The Archmagi had never explained why students had to be the ones to attempt resonance. There were theories among the students, of course: that the Eidralith rejected minds calcified by age, that the cosmic frequency of adolescence was more compatible with the stone, or that the box simply hated wrinkles. Whatever the case, the rule was unshakable. The performer of the resonance must be an undergraduate.
Then Draeth turned back to Fabrisse with a gaze like a hammerstone. “You shall stay,” he said. “Not to participate. But to witness. So that you may at last comprehend what it means to be worthy. So that you may see the reward of diligence, and what becomes of those who choose the path of reverence over rubble. But first, pick up your rocks.” His robes swished as he pivoted.
Fabrisse stared at the floor.
Of course Severa gets to try first. She gets every first. Even Nora and Aldren—actual hardworking magi—haven’t been invited to go first once. They’ve studied for years and haven’t so much as touched the box. But nooo, Severa does one flawless flame braid and suddenly she’s Destiny’s chosen frypan.
Severa Montreal was the best sixteen-year-old he’d ever seen, and she was attending lectures in many final year subjects, which would mean she was on track to graduate by seventeen. He didn’t know if that would set a new record.
He also didn’t know if Severa would have achieved that level of success had Draeth not decided to all but adopt her as a personal project. That alone was a ridiculous advantage. One private review a week with a High Instructant, plus personal access to annotated spell-rotas. There had also been whispers that she’d been allowed to test prototypes of new resonant glyph matrices before they even passed peer audit.

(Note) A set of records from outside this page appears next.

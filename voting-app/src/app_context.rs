use crate::application::{Authenticate, CastVote, FetchDashboard, FetchUserStats, ResetVotes};
use crate::config::ApiConfig;
use crate::infrastructure::api::VotingApiClient;
use crate::infrastructure::security::VoteThrottle;
use std::sync::Arc;
use voting_errors::AppError;

#[derive(Clone)]
pub struct AppContext {
    pub cast_vote: Arc<CastVote>,
    pub fetch_dashboard: Arc<FetchDashboard>,
    pub fetch_user_stats: Arc<FetchUserStats>,
    pub authenticate: Arc<Authenticate>,
    pub reset_votes: Arc<ResetVotes>,
    pub api_base_url: String,
}

impl AppContext {
    pub fn new(config: &ApiConfig) -> Result<Self, AppError> {
        let client = VotingApiClient::new(config)?;

        Ok(Self {
            cast_vote: Arc::new(CastVote::new(client.clone(), VoteThrottle::new())),
            fetch_dashboard: Arc::new(FetchDashboard::new(client.clone())),
            fetch_user_stats: Arc::new(FetchUserStats::new(client.clone())),
            authenticate: Arc::new(Authenticate::new(client.clone())),
            reset_votes: Arc::new(ResetVotes::new(client)),
            api_base_url: config.base_url.clone(),
        })
    }

    pub fn from_env() -> Result<Self, AppError> {
        let config = ApiConfig::from_env()?;
        tracing::info!("Using voting API at {}", config.base_url);
        Self::new(&config)
    }
}
pub mod components;
pub mod pages;
pub mod session;

use leptos::prelude::*;
use leptos_meta::*;
use leptos_router::components::{Route, Router, Routes};
use leptos_router::path;

use pages::{LoginPage, ResultsPage, VotingPage};

#[component]
pub fn App() -> impl IntoView {
    provide_meta_context();

    view! {
        <Title text="Fresher Welcome Voting"/>
        <Meta name="description" content="Vote for King, Queen, Prince, Princess and the costume and performance awards"/>
        <Stylesheet id="leptos" href="/pkg/voting-dashboard.css"/>

        <Router>
            <main class="container">
                <Routes fallback=|| "Page not found">
                    <Route path=path!("/") view=LoginPage/>
                    <Route path=path!("/vote") view=VotingPage/>
                    <Route path=path!("/results") view=ResultsPage/>
                </Routes>
            </main>
        </Router>
    }
}

#[cfg(feature = "hydrate")]
#[wasm_bindgen::prelude::wasm_bindgen]
pub fn hydrate() {
    console_error_panic_hook::set_once();
    leptos::mount::hydrate_body(App);
}
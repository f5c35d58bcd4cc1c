use serde::{Deserialize, Serialize};

/// Browser traits that feed the device fingerprint. Unknown values stay at
/// their defaults.
#[derive(Debug, Clone, Default, PartialEq, Eq, Serialize, Deserialize)]
pub struct ClientHints {
    pub user_agent: String,
    pub language: String,
    pub screen: Option<(u32, u32)>,
    /// Minutes, as reported by the browser (`UTC - local`).
    pub timezone_offset_minutes: i32,
    pub hardware_concurrency: u32,
    pub device_memory_gb: u32,
}

/// Identity of one browser. The device id is the vote deduplication key; the
/// session key is minted with the identity and lasts as long as the browser
/// session.
#[derive(Debug, Clone, PartialEq, Eq, Serialize, Deserialize)]
pub struct DeviceIdentity {
    pub device_id: String,
    pub session_key: String,
    pub fingerprint: String,
}

/// Identity snapshot attached to outgoing calls.
#[derive(Debug, Clone, PartialEq, Eq, Serialize, Deserialize)]
pub struct SecurityData {
    pub device_id: String,
    pub session_key: String,
    pub fingerprint: String,
    pub timestamp: i64,
}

From the far end of the chamber, a heavy door creaked open, and the attendant emerged. No one knew his name. He had no robes, no sigils, no house crest. Just a face carved by years and eyes that never quite blinked at the right time.
Behind him floated the Eidralith.
The box itself was roughly the size of a bread loaf, but that was the only familiar thing about it. It drifted, bound in writhing aether chains that twisted like smoke caught in amber. Veins of raw energy traced along its edges, threading themselves through the chains, which sparked gently as they adjusted to the pulse.
The chamber went completely still. Even Severa straightened a little more.
The Eidralith floated to its resting place: an obsidian pedestal etched with warding runes that glowed in a lambent violet as it descended. The aether chains settled too, coiling midair in neat, watchful spirals.
He crouched to retrieve his shame, stone by stone. Each one was louder than it had any right to be. As if they weren’t rocks, but proof. Proof of his failure, of stubbornness, of dreams so unmagical and mundane they couldn’t even spark in his imagination.
What’s wrong with rocks? I can go into theoretical strata research if I know enough about rocks. But Draeth had never seemed to care for theoretical research.
He reached for the largest one when a second hand came into view.
Lorvan bent beside him and began helping.
They said nothing. The air was too thick with the aftertaste of public humiliation.
Fabrisse risked a glance. “Thank you,” he mouthed soundlessly.
Lorvan didn’t respond. He just shoved the last of the stones into Fabrisse’s satchel and walked away without a word.